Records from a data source
((

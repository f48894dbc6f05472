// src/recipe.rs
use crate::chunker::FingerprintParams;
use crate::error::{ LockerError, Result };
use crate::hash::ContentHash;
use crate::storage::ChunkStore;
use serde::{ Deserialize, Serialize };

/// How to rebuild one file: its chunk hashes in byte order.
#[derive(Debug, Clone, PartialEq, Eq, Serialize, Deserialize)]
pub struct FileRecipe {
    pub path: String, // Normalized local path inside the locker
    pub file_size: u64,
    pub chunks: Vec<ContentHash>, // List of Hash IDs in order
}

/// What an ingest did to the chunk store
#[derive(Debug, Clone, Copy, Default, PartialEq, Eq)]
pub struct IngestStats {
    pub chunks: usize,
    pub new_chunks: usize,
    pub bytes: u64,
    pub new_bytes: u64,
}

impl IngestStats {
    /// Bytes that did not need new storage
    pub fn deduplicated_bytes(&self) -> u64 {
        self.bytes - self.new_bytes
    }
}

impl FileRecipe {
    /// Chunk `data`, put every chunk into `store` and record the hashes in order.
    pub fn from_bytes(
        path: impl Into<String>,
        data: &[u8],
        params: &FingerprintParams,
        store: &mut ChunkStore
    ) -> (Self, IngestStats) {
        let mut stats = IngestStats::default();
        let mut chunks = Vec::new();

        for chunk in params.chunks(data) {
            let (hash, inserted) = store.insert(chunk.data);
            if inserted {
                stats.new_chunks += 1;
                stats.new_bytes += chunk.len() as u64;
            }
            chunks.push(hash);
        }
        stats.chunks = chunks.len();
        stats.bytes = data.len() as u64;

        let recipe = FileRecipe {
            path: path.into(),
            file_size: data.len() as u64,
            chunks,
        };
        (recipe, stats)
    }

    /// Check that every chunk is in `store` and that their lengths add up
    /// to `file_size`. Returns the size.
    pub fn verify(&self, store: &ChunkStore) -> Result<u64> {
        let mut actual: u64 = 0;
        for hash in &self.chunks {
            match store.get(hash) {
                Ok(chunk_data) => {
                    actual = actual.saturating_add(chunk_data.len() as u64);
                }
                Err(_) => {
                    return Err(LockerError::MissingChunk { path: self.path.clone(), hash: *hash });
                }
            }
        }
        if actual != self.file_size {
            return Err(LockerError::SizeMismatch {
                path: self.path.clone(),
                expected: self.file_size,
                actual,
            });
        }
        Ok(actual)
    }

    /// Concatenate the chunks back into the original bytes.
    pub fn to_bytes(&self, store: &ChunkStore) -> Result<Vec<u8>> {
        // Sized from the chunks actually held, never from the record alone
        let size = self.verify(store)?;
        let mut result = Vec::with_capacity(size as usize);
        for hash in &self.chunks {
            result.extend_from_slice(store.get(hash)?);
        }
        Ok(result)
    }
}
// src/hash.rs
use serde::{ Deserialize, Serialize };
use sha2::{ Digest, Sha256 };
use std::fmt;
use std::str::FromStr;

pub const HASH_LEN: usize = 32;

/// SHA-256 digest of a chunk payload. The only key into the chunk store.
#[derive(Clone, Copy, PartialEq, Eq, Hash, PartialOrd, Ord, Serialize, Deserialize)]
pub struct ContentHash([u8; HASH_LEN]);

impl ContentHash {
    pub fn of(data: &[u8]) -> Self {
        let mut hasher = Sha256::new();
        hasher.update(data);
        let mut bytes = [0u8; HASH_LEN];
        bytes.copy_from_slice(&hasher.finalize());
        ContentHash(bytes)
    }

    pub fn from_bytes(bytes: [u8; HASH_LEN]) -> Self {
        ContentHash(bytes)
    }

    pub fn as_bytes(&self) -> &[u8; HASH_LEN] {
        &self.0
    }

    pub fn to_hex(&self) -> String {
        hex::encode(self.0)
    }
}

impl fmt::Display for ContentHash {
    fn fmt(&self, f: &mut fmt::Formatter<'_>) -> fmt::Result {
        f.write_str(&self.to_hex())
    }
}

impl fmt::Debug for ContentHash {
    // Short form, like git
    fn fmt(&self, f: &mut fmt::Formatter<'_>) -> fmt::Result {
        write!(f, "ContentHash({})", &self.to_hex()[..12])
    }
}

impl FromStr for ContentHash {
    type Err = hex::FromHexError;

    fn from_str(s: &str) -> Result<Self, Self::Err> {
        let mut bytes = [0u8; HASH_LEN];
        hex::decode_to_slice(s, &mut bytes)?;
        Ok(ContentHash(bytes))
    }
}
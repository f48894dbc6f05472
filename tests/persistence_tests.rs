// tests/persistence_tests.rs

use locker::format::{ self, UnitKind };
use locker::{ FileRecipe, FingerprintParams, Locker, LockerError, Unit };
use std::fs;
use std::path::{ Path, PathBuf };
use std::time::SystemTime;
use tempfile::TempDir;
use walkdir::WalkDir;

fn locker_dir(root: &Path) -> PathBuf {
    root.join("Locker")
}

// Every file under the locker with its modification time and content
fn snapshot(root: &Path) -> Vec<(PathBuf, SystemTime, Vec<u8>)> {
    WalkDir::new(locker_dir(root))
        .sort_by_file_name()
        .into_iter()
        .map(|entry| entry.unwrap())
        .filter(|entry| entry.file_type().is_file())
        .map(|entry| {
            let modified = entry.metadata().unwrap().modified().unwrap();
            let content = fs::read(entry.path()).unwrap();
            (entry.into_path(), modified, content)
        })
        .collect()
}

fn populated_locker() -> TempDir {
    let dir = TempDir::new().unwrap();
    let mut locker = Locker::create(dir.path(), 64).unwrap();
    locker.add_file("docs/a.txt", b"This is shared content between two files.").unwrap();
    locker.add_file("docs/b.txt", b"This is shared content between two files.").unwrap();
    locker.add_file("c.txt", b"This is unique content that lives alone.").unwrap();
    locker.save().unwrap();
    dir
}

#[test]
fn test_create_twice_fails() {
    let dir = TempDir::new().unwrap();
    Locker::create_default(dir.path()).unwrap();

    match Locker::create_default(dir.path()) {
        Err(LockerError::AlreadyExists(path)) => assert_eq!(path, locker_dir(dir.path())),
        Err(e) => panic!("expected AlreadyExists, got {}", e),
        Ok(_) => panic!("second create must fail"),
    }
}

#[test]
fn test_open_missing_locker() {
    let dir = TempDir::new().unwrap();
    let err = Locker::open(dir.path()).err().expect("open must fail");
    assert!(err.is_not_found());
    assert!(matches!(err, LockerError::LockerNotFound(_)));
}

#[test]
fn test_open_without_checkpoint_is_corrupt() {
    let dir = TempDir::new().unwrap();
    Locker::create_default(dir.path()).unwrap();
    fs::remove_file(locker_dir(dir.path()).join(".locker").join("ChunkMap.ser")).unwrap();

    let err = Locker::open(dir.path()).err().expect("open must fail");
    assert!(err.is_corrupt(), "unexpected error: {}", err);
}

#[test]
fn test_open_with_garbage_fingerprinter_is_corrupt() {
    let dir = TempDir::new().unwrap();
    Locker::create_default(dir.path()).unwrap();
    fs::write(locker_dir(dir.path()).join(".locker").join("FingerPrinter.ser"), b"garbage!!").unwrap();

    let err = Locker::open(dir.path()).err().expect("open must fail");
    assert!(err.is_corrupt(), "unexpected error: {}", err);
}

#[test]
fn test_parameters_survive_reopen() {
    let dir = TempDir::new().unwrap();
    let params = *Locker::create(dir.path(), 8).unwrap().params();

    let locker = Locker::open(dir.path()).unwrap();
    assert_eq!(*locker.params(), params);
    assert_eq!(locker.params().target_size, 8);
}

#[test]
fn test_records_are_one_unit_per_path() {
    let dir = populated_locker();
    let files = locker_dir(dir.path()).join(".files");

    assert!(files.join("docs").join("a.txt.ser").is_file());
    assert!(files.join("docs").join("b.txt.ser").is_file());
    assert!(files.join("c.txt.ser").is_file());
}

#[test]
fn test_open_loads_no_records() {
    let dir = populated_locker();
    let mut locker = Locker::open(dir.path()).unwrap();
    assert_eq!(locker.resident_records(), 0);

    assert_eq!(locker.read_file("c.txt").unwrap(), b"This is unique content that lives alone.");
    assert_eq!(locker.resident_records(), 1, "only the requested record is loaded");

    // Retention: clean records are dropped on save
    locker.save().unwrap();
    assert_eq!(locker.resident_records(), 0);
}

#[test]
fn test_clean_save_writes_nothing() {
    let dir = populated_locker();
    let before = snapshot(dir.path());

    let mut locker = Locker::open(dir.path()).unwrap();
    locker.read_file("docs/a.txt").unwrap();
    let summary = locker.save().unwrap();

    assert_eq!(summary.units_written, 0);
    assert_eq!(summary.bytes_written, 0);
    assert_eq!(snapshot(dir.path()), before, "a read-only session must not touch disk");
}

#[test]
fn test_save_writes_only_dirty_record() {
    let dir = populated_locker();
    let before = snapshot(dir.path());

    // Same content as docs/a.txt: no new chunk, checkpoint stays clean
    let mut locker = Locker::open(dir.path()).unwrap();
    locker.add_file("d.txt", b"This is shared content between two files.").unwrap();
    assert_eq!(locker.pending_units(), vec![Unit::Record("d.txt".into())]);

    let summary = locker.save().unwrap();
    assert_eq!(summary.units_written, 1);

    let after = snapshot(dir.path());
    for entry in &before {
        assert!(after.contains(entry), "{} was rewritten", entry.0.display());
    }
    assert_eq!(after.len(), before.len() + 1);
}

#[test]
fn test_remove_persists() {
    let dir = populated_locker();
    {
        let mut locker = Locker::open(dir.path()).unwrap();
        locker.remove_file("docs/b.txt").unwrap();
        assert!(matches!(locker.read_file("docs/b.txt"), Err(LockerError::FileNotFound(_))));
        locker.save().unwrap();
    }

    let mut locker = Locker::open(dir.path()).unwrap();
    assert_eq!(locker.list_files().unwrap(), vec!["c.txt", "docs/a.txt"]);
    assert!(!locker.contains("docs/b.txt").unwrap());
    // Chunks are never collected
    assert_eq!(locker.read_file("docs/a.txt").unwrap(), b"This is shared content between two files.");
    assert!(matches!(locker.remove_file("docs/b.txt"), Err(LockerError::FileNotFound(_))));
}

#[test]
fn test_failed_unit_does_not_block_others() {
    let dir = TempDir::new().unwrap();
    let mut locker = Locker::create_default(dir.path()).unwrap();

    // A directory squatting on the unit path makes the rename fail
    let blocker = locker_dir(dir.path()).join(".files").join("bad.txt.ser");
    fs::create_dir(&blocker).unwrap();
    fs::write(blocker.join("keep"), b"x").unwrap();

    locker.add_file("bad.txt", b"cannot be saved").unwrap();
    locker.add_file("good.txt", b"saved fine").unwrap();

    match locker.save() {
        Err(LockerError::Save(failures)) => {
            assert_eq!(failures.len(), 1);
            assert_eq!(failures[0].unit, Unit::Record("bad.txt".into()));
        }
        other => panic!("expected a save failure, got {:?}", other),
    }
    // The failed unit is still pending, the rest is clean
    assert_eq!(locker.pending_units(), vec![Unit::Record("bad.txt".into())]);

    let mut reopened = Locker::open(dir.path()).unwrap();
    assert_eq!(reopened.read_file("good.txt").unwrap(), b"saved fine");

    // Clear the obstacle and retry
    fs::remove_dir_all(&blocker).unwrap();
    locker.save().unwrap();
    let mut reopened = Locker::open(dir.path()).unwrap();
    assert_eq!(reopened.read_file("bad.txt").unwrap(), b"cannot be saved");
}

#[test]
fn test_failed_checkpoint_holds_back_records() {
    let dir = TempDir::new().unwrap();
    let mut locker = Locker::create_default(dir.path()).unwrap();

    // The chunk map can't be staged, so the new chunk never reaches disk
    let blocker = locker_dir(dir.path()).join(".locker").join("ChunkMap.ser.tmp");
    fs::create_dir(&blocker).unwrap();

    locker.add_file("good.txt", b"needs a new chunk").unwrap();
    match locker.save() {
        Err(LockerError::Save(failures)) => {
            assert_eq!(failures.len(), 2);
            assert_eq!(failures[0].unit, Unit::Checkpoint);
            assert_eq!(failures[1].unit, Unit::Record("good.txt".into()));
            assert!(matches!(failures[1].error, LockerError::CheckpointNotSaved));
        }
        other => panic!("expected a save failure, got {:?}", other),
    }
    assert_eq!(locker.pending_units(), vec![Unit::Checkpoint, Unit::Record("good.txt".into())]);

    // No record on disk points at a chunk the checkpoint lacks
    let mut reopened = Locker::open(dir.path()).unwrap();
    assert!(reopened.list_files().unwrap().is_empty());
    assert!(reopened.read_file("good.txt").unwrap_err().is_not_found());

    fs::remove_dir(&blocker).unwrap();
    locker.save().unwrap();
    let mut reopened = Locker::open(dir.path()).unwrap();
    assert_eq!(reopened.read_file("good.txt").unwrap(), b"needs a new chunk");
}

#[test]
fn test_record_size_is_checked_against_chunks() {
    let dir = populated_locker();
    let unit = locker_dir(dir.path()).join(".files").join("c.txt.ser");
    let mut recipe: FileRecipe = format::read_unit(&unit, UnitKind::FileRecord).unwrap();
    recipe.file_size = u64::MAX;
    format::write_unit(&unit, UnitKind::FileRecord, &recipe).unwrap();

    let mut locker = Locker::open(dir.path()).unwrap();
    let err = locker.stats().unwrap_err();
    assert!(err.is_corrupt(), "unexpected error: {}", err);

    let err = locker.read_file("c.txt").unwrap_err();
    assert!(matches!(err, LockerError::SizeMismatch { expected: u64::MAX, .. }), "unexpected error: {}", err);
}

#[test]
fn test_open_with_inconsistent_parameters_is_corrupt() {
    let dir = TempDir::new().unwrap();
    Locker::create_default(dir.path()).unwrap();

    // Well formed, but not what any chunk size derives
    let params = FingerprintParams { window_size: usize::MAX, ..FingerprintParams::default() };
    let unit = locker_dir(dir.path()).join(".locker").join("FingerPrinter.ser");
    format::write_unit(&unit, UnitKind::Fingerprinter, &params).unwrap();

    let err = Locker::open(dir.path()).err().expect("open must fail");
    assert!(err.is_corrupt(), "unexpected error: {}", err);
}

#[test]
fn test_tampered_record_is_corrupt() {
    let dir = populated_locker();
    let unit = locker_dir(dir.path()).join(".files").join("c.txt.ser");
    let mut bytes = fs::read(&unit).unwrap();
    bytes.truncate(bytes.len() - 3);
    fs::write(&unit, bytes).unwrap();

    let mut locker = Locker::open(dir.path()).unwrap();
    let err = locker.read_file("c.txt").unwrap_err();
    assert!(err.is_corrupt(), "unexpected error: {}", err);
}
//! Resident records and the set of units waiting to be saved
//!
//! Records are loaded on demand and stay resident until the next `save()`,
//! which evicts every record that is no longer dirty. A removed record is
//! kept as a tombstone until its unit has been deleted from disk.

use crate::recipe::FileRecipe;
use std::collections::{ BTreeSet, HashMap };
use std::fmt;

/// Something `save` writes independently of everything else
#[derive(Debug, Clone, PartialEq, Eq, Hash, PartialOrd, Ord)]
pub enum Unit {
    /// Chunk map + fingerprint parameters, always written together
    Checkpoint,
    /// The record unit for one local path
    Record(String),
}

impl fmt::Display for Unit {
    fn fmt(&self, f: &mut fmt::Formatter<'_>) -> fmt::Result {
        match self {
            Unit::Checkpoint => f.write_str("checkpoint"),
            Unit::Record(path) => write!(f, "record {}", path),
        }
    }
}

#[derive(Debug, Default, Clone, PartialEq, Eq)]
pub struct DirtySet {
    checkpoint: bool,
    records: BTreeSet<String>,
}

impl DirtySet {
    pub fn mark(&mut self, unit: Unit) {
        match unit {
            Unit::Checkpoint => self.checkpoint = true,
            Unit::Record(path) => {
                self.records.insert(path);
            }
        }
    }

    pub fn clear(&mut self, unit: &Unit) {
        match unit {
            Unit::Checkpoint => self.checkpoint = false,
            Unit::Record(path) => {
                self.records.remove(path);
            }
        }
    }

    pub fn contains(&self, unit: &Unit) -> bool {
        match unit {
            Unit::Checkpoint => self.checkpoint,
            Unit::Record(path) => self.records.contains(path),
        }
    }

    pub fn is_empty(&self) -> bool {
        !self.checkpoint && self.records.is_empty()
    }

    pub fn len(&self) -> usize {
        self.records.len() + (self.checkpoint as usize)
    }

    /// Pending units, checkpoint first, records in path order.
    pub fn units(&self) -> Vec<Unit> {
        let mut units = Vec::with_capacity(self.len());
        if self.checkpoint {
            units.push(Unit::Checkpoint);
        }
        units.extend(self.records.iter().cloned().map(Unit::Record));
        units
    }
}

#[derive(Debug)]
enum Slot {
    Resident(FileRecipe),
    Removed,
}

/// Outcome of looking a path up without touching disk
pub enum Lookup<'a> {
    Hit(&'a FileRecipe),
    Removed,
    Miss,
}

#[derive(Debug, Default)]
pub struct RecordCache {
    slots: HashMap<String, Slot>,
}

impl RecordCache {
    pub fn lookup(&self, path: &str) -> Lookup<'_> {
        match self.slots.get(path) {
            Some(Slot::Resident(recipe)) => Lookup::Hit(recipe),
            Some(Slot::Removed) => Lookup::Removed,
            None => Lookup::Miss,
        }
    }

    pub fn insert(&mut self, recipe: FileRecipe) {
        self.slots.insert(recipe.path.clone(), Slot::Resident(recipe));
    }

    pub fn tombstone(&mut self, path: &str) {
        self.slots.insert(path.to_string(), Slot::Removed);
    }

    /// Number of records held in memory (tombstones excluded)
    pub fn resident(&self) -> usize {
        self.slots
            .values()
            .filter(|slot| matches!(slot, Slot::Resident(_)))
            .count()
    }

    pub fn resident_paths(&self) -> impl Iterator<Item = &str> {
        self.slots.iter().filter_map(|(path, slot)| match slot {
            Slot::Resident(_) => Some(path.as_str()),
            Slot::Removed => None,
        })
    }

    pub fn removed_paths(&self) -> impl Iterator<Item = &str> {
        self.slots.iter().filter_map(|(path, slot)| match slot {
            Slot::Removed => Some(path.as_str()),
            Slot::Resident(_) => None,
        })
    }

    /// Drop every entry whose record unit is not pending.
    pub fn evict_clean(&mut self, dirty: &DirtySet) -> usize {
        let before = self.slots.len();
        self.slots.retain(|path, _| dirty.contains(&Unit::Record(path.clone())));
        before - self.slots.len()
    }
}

))

Activity »
Search the records above for the string "inserted". Copy every line that contains it.

Solution to this task »
            let (hash, inserted) = store.insert(chunk.data);
            if inserted {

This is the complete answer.